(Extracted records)
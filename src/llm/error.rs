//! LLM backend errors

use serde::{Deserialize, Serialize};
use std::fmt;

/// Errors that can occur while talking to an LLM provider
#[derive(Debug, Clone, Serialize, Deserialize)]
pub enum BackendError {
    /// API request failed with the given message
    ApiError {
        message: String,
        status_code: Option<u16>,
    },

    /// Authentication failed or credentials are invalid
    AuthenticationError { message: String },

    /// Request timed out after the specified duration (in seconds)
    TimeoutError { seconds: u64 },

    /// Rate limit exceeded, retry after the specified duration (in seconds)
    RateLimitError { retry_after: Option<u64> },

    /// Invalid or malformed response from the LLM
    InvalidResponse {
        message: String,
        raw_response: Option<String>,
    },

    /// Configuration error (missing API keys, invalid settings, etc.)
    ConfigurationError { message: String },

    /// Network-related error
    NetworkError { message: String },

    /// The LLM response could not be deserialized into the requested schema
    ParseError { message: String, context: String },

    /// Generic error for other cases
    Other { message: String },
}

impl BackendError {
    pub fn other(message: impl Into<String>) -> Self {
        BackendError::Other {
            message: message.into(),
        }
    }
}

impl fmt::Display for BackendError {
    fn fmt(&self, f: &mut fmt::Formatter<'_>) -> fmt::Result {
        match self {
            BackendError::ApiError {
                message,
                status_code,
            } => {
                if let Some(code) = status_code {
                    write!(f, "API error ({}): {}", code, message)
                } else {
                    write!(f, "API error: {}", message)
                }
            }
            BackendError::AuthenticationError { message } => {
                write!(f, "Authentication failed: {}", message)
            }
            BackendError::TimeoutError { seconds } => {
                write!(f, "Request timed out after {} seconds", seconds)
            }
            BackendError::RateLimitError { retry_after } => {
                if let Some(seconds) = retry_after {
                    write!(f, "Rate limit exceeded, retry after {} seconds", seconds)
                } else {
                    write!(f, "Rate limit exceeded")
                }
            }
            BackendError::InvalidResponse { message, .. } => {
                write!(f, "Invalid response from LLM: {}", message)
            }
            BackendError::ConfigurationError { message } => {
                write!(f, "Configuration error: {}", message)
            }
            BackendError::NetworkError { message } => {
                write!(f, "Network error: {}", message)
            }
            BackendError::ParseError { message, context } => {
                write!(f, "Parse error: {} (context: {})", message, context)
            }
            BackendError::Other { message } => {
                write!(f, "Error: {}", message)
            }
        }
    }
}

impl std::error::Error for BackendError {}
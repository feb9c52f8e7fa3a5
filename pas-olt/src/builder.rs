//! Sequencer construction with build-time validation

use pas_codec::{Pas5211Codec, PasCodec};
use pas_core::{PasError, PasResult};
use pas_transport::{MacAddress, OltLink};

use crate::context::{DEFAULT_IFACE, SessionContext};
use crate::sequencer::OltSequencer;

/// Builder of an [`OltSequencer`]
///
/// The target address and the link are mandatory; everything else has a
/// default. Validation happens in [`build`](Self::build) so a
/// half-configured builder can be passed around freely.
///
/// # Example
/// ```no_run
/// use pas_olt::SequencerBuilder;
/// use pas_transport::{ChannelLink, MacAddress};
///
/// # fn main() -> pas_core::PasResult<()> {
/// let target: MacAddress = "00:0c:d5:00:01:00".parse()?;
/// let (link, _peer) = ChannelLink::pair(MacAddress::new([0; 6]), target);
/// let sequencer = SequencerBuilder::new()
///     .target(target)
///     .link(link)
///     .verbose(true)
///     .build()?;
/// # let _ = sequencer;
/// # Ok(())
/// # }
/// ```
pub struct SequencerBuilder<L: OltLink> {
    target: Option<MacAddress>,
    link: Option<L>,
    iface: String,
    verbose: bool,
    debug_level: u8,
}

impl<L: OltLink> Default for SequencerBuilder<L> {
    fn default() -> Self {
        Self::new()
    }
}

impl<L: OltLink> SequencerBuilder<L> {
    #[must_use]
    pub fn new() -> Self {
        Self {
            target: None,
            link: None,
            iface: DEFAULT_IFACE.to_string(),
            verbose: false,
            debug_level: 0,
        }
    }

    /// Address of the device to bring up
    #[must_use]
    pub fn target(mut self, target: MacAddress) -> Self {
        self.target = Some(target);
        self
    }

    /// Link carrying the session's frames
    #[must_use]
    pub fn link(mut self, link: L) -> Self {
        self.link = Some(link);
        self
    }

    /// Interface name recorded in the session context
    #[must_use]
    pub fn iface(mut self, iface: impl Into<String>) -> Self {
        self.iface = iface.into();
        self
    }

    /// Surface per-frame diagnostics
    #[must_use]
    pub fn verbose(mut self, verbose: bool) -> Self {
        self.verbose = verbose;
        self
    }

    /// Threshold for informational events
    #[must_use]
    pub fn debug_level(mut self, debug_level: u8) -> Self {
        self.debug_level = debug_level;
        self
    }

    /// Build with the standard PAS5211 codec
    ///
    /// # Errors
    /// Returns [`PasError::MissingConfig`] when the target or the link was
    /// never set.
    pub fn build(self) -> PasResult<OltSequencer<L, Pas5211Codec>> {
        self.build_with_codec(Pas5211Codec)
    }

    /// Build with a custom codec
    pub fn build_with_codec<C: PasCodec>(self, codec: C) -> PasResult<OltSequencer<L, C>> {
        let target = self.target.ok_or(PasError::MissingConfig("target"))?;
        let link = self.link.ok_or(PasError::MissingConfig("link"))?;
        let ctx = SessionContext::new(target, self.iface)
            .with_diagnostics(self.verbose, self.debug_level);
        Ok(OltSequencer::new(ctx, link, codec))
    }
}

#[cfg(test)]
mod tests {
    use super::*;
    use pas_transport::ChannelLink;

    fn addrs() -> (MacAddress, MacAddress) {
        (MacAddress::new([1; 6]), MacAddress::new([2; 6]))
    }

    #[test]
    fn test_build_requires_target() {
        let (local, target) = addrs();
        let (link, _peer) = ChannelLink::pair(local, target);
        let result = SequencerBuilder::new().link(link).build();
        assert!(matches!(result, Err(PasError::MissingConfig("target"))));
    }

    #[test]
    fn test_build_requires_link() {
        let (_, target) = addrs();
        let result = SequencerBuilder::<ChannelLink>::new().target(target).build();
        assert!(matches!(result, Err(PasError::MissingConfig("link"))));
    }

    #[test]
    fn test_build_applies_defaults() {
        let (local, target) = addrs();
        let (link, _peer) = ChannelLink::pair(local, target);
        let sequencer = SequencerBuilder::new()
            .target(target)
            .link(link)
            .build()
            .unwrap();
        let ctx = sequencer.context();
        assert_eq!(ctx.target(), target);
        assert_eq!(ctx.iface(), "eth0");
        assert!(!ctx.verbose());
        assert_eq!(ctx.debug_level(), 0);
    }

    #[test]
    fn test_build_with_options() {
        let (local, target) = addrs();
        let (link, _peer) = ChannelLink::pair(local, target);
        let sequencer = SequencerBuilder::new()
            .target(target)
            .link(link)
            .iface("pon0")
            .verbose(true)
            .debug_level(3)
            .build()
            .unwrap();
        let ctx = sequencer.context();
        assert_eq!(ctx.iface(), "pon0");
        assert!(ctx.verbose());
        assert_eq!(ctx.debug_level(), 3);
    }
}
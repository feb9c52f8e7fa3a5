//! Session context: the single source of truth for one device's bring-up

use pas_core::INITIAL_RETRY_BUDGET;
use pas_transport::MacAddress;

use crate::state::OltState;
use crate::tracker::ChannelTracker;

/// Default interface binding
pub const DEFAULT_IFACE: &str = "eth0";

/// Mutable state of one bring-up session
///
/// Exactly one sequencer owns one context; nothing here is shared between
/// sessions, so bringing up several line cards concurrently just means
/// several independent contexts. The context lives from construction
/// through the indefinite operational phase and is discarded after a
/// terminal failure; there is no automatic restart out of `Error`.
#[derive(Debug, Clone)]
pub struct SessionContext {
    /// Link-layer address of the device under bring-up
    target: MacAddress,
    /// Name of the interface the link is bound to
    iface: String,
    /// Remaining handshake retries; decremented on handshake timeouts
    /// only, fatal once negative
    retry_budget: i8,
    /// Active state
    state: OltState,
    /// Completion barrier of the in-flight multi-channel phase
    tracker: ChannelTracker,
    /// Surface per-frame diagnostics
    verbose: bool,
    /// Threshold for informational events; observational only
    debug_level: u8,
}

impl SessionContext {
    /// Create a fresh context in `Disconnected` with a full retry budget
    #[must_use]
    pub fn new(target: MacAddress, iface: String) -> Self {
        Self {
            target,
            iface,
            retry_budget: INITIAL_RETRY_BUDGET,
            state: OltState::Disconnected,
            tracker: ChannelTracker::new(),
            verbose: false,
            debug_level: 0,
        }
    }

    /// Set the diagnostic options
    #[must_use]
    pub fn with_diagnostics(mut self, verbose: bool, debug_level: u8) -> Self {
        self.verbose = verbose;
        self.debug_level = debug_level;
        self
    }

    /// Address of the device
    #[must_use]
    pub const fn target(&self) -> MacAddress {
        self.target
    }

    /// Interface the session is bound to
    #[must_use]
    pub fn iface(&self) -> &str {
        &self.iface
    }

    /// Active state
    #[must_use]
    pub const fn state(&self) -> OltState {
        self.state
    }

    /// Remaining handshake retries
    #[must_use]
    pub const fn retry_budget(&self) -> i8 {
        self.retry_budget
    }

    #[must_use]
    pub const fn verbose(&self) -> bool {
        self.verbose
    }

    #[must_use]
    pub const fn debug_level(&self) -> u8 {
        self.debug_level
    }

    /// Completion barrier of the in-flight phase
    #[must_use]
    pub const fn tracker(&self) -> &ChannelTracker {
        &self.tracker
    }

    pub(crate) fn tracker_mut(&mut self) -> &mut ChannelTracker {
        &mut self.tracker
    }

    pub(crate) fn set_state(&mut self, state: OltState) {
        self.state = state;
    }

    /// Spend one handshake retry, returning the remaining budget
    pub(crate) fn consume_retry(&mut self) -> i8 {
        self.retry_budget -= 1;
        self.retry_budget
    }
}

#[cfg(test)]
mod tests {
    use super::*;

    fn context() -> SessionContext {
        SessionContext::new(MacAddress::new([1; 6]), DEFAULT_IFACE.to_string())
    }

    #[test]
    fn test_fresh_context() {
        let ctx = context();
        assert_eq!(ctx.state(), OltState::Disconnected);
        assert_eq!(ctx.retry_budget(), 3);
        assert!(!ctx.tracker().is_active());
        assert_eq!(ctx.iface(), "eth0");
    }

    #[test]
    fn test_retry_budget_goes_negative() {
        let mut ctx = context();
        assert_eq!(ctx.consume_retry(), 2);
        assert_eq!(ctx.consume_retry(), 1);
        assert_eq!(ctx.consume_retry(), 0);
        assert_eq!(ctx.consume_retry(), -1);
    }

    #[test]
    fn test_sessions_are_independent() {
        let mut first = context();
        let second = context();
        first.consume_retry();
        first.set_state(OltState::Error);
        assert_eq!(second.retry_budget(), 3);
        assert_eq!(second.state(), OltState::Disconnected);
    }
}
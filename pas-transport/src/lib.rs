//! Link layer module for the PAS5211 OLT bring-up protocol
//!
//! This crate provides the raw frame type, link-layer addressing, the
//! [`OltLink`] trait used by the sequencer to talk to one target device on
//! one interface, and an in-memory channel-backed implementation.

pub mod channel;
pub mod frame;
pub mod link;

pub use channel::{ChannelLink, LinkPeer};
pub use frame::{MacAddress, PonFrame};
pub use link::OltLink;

Your task: Transcribe the lines from the first line of the records through the line that contains "retry after the specified duration (in seconds)", both included, and add nothing else.

Task result:
filename src/llm/error.rs
//! LLM backend errors

use serde::{Deserialize, Serialize};
use std::fmt;

/// Errors that can occur while talking to an LLM provider
#[derive(Debug, Clone, Serialize, Deserialize)]
pub enum BackendError {
    /// API request failed with the given message
    ApiError {
        message: String,
        status_code: Option<u16>,
    },

    /// Authentication failed or credentials are invalid
    AuthenticationError { message: String },

    /// Request timed out after the specified duration (in seconds)
    TimeoutError { seconds: u64 },

    /// Rate limit exceeded, retry after the specified duration (in seconds)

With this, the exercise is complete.